**EXERCISE**
Look through the records below and collect all lines that hold the string "UpdateKind".

*** DATA EXTRACTS Section Begins ***

//! Optimistic mutation flows: apply, confirm, reconcile, roll back.
//!
//! Run with: `cargo test -p marquee-tests --test mutation_tests`

use marquee_core::{EntityId, Error, ListParams, Resource};
use marquee_store::UpdateKind;
use marquee_tests::{admin_cache, settle, wait_for, CallRecord, EventTypeFixture, UpdateLog};
use std::sync::Arc;
use std::time::Duration;

#[tokio::test]
async fn test_update_patches_both_views_before_the_server_confirms() {
    let (cache, backend) = admin_cache().await;
    backend
        .event_types
        .insert(EventTypeFixture::active(1, "Conference"))
        .await;

    let params = cache.event_types.first_page();
    cache.event_types.list(&params).await.unwrap();
    cache.event_types.detail(EntityId::new(1)).await.unwrap();

    let gate = backend
        .event_types
        .hold_where(|call| matches!(call, CallRecord::Update(_)));
    let pending = {
        let handle = Arc::clone(&cache.event_types);
        let params = params.clone();
        tokio::spawn(async move {
            handle
                .update(&params, EntityId::new(1), EventTypeFixture::rename("Summit"))
                .await
        })
    };
    settle().await;

    // Both views show the edit while the server call is held open.
    let list = cache.event_types.read_list(&params).data.unwrap();
    assert_eq!(list.items[0].name, "Summit");
    let detail = cache.event_types.read_detail(EntityId::new(1)).data.unwrap();
    assert_eq!(detail.name, "Summit");
    assert!(!pending.is_finished());
    assert_eq!(backend.event_types.records().await[0].name, "Conference");

    gate.open();
    let confirmed = pending
        .await
        .expect("Task panicked")
        .expect("Update failed");
    settle().await;

    assert_eq!(confirmed.name, "Summit");
    assert_eq!(
        cache.event_types.read_detail(EntityId::new(1)).data.unwrap(),
        confirmed
    );
    assert_eq!(backend.event_types.records().await[0].name, "Summit");
}

#[tokio::test]
async fn test_deactivation_shows_at_once_and_flags_sibling_pages() {
    let (cache, backend) = admin_cache().await;
    for i in 1..=5 {
        backend
            .event_types
            .insert(EventTypeFixture::active(i, &format!("Event {i}")))
            .await;
    }

    let page_one = ListParams::page(1).with_page_size(3);
    let page_two = ListParams::page(2).with_page_size(3);
    cache.event_types.list(&page_one).await.unwrap();
    cache.event_types.list(&page_two).await.unwrap();

    let gate = backend
        .event_types
        .hold_where(|call| matches!(call, CallRecord::Update(_)));
    let pending = {
        let handle = Arc::clone(&cache.event_types);
        let params = page_one.clone();
        tokio::spawn(async move {
            handle
                .update(&params, EntityId::new(2), EventTypeFixture::deactivate())
                .await
        })
    };
    settle().await;

    // The flip is visible in the page while the server still says active.
    let page = cache.event_types.read_list(&page_one).data.unwrap();
    assert!(!page.items[1].is_active);
    assert!(backend.event_types.records().await[1].is_active);

    gate.open();
    let confirmed = pending
        .await
        .expect("Task panicked")
        .expect("Update failed");
    settle().await;

    assert!(!confirmed.is_active);
    let page = cache.event_types.read_list(&page_one).data.unwrap();
    assert!(!page.items[1].is_active);
    // Sibling pages of the collection can no longer be trusted.
    assert!(cache.event_types.read_list(&page_two).stale);
    assert!(!backend.event_types.records().await[1].is_active);
}

#[tokio::test]
async fn test_update_failure_restores_both_views_exactly() {
    let (cache, backend) = admin_cache().await;
    backend
        .event_types
        .insert(EventTypeFixture::active(1, "Conference"))
        .await;

    let params = cache.event_types.first_page();
    cache.event_types.list(&params).await.unwrap();
    cache.event_types.detail(EntityId::new(1)).await.unwrap();
    let before_page = cache.event_types.read_list(&params).data.unwrap();
    let before_detail = cache.event_types.read_detail(EntityId::new(1)).data.unwrap();

    let log = UpdateLog::new();
    let _guard = cache.event_types.subscribe_list(&params, log.callback());

    backend
        .event_types
        .fail_next(Error::Network("connection reset".into()));
    let err = cache
        .event_types
        .update(&params, EntityId::new(1), EventTypeFixture::rename("Summit"))
        .await
        .expect_err("Update should fail");
    assert!(matches!(err, Error::Network(_)));

    // Snapshot restored, and the subscriber saw the edit come and go.
    assert_eq!(cache.event_types.read_list(&params).data.unwrap(), before_page);
    assert_eq!(
        cache.event_types.read_detail(EntityId::new(1)).data.unwrap(),
        before_detail
    );
    assert_eq!(log.kinds(), vec![UpdateKind::Patched, UpdateKind::RolledBack]);
    assert_eq!(backend.event_types.records().await[0].name, "Conference");
    // Transport failures trigger no refetch; rollback already settled it.
    assert_eq!(backend.event_types.list_calls(), 1);
}

#[tokio::test]
async fn test_create_shows_a_provisional_row_until_confirmed() {
    let (cache, backend) = admin_cache().await;
    backend
        .event_types
        .insert(EventTypeFixture::active(1, "Conference"))
        .await;

    let params = cache.event_types.first_page();
    cache.event_types.list(&params).await.unwrap();

    let gate = backend
        .event_types
        .hold_where(|call| matches!(call, CallRecord::Create));
    let pending = {
        let handle = Arc::clone(&cache.event_types);
        let params = params.clone();
        tokio::spawn(async move {
            handle.create(&params, EventTypeFixture::draft("Gala")).await
        })
    };
    settle().await;

    // The provisional row is visible with a local id.
    let page = cache.event_types.read_list(&params).data.unwrap();
    assert_eq!(page.len(), 2);
    assert_eq!(page.total_count, 2);
    assert!(page.items[1].id.is_local());
    assert_eq!(page.items[1].name, "Gala");

    gate.release(1);
    let confirmed = pending
        .await
        .expect("Task panicked")
        .expect("Create failed");
    settle().await;

    // The confirmed entity replaced the provisional row in place.
    assert_eq!(confirmed.id, EntityId::new(2));
    let page = cache.event_types.read_list(&params).data.unwrap();
    assert_eq!(page.len(), 2);
    assert_eq!(page.items[1].id, EntityId::new(2));
    assert!(!page.items[1].id.is_local());
    assert_eq!(
        cache.event_types.read_detail(EntityId::new(2)).data.unwrap(),
        confirmed
    );
    let records = backend.event_types.records().await;
    assert_eq!(records.len(), 2);
    assert_eq!(records[1].name, "Gala");
}

#[tokio::test]
async fn test_create_failure_removes_the_provisional_row() {
    let (cache, backend) = admin_cache().await;
    backend
        .event_types
        .insert(EventTypeFixture::active(1, "Conference"))
        .await;

    let params = cache.event_types.first_page();
    cache.event_types.list(&params).await.unwrap();
    let before = cache.event_types.read_list(&params).data.unwrap();

    backend.event_types.fail_next(Error::Validation {
        field: "name".into(),
        reason: "required".into(),
    });
    let err = cache
        .event_types
        .create(&params, EventTypeFixture::draft(""))
        .await
        .expect_err("Create should fail");
    assert!(matches!(err, Error::Validation { ref field, .. } if field == "name"));

    assert_eq!(cache.event_types.read_list(&params).data.unwrap(), before);
    assert_eq!(backend.event_types.records().await.len(), 1);
    // Validation failures trigger no refetch either.
    assert_eq!(backend.event_types.list_calls(), 1);
}

#[tokio::test]
async fn test_delete_commit_drops_the_row_and_the_detail_entry() {
    let (cache, backend) = admin_cache().await;
    backend
        .event_types
        .insert(EventTypeFixture::active(1, "Conference"))
        .await;
    backend
        .event_types
        .insert(EventTypeFixture::active(2, "Gala"))
        .await;

    let params = cache.event_types.first_page();
    cache.event_types.list(&params).await.unwrap();
    cache.event_types.detail(EntityId::new(2)).await.unwrap();

    cache
        .event_types
        .delete(&params, EntityId::new(2))
        .await
        .expect("Failed to delete");
    settle().await;

    let page = cache.event_types.read_list(&params).data.unwrap();
    assert_eq!(page.len(), 1);
    assert_eq!(page.total_count, 1);
    assert_eq!(page.items[0].id, EntityId::new(1));
    // The detail entry is gone, not just stale.
    let detail_key = cache.event_types.detail_key(EntityId::new(2));
    assert!(cache.event_types.cache().details().peek(&detail_key).is_none());
    assert_eq!(backend.event_types.records().await.len(), 1);
}

#[tokio::test]
async fn test_delete_failure_restores_the_row() {
    let (cache, backend) = admin_cache().await;
    backend
        .event_types
        .insert(EventTypeFixture::active(1, "Conference"))
        .await;
    backend
        .event_types
        .insert(EventTypeFixture::active(2, "Gala"))
        .await;

    let params = cache.event_types.first_page();
    cache.event_types.list(&params).await.unwrap();

    backend
        .event_types
        .fail_next(Error::Network("timeout".into()));
    cache
        .event_types
        .delete(&params, EntityId::new(2))
        .await
        .expect_err("Delete should fail");

    let page = cache.event_types.read_list(&params).data.unwrap();
    assert_eq!(page.len(), 2);
    assert_eq!(page.items[1].id, EntityId::new(2));
    assert_eq!(backend.event_types.records().await.len(), 2);
}

#[tokio::test]
async fn test_not_found_delete_marks_the_collection_stale() {
    let (cache, backend) = admin_cache().await;
    backend
        .event_types
        .insert(EventTypeFixture::active(1, "Conference"))
        .await;
    backend
        .event_types
        .insert(EventTypeFixture::active(2, "Gala"))
        .await;

    let params = cache.event_types.first_page();
    cache.event_types.list(&params).await.unwrap();

    backend.event_types.fail_next(Error::NotFound {
        resource: Resource::EventTypes,
        id: EntityId::new(2),
    });
    let err = cache
        .event_types
        .delete(&params, EntityId::new(2))
        .await
        .expect_err("Delete should fail");
    assert!(err.is_not_found());
    settle().await;

    // Rolled back, but flagged for refresh: local state may be behind.
    let entry = cache.event_types.read_list(&params);
    assert_eq!(entry.data.unwrap().len(), 2);
    assert!(entry.stale);
    // Nobody subscribed, so the refresh waits for the next reader.
    assert_eq!(backend.event_types.list_calls(), 1);
}

#[tokio::test]
async fn test_conflict_update_refetches_even_unwatched_views() {
    let (cache, backend) = admin_cache().await;
    backend
        .event_types
        .insert(EventTypeFixture::active(1, "Conference"))
        .await;

    let params = cache.event_types.first_page();
    cache.event_types.list(&params).await.unwrap();

    backend
        .event_types
        .fail_next(Error::Conflict("updated_at moved".into()));
    let err = cache
        .event_types
        .update(&params, EntityId::new(1), EventTypeFixture::rename("Summit"))
        .await
        .expect_err("Update should fail");
    assert!(err.is_conflict());

    // Conflicts mean the cache is wrong, not merely old: the refetch runs
    // without anybody reading or subscribing.
    let server = Arc::clone(&backend.event_types);
    let refetched = wait_for(
        Duration::from_secs(2),
        Duration::from_millis(10),
        move || {
            let server = Arc::clone(&server);
            async move { server.list_calls() >= 2 }
        },
    )
    .await;
    assert!(refetched, "Expected a forced refetch after the conflict");
    settle().await;

    let entry = cache.event_types.read_list(&params);
    assert!(!entry.stale);
    assert_eq!(entry.data.unwrap().items[0].name, "Conference");
}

*** DATA EXTRACTS Section Ends ***

**EXERCISE RESULT**
use marquee_store::UpdateKind;
    assert_eq!(log.kinds(), vec![UpdateKind::Patched, UpdateKind::RolledBack]);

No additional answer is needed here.